In the data that follows, give the number of lines containing the word "bool". Offer no additional comment.

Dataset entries
——————

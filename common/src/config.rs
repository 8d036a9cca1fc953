//! Global process configuration.
//!
//! `AppConfig` is a lazily initialized, globally accessible singleton holding the
//! settings that come from `.env` and the environment. Grading inputs live in the
//! run configuration file instead (see `util::config`).

use once_cell::sync::OnceCell;
use std::env;
use std::sync::{PoisonError, RwLock, RwLockReadGuard};

#[derive(Debug, Clone, PartialEq, Eq)]
pub struct AppConfig {
    pub project_name: String,
    /// An `EnvFilter` directive such as `info` or `marker=debug,info`.
    pub log_level: String,
    pub log_file: String,
    pub log_dir: String,
    pub log_to_stdout: bool,
}

static CONFIG_INSTANCE: OnceCell<RwLock<AppConfig>> = OnceCell::new();

fn flag(value: &str) -> bool {
    matches!(value.trim().to_lowercase().as_str(), "true" | "1" | "yes")
}

impl AppConfig {
    /// Loads the configuration from `.env` and environment variables.
    /// Unset variables fall back to defaults.
    pub fn from_env() -> Self {
        dotenvy::dotenv().ok();

        Self {
            project_name: env::var("PROJECT_NAME").unwrap_or_else(|_| "grade-runner".into()),
            log_level: env::var("LOG_LEVEL").unwrap_or_else(|_| "info".into()),
            log_file: env::var("LOG_FILE").unwrap_or_else(|_| "grade_runner.log".into()),
            log_dir: env::var("LOG_DIR").unwrap_or_else(|_| "logs".into()),
            log_to_stdout: env::var("LOG_TO_STDOUT").map(|v| flag(&v)).unwrap_or(true),
        }
    }

    /// Returns a shared reference to the global configuration.
    pub fn global() -> RwLockReadGuard<'static, AppConfig> {
        CONFIG_INSTANCE
            .get_or_init(|| RwLock::new(AppConfig::from_env()))
            .read()
            .unwrap_or_else(PoisonError::into_inner)
    }

    /// Reloads the configuration from the environment, dropping any overrides.
    pub fn reset() {
        if let Some(lock) = CONFIG_INSTANCE.get() {
            let mut guard = lock.write().unwrap_or_else(PoisonError::into_inner);
            *guard = AppConfig::from_env();
        }
    }

    fn set_field<F>(setter: F)
    where
        F: FnOnce(&mut AppConfig),
    {
        let lock = CONFIG_INSTANCE.get_or_init(|| RwLock::new(AppConfig::from_env()));
        let mut guard = lock.write().unwrap_or_else(PoisonError::into_inner);
        setter(&mut guard);
    }

    /// Overrides `LOG_LEVEL` for the rest of the process.
    pub fn set_log_level(value: impl Into<String>) {
        AppConfig::set_field(|cfg| cfg.log_level = value.into());
    }

    pub fn set_log_file(value: impl Into<String>) {
        AppConfig::set_field(|cfg| cfg.log_file = value.into());
    }

    pub fn set_log_dir(value: impl Into<String>) {
        AppConfig::set_field(|cfg| cfg.log_dir = value.into());
    }

    pub fn set_log_to_stdout(value: bool) {
        AppConfig::set_field(|cfg| cfg.log_to_stdout = value);
    }
}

——————

EXERCISE OUTPUT: 3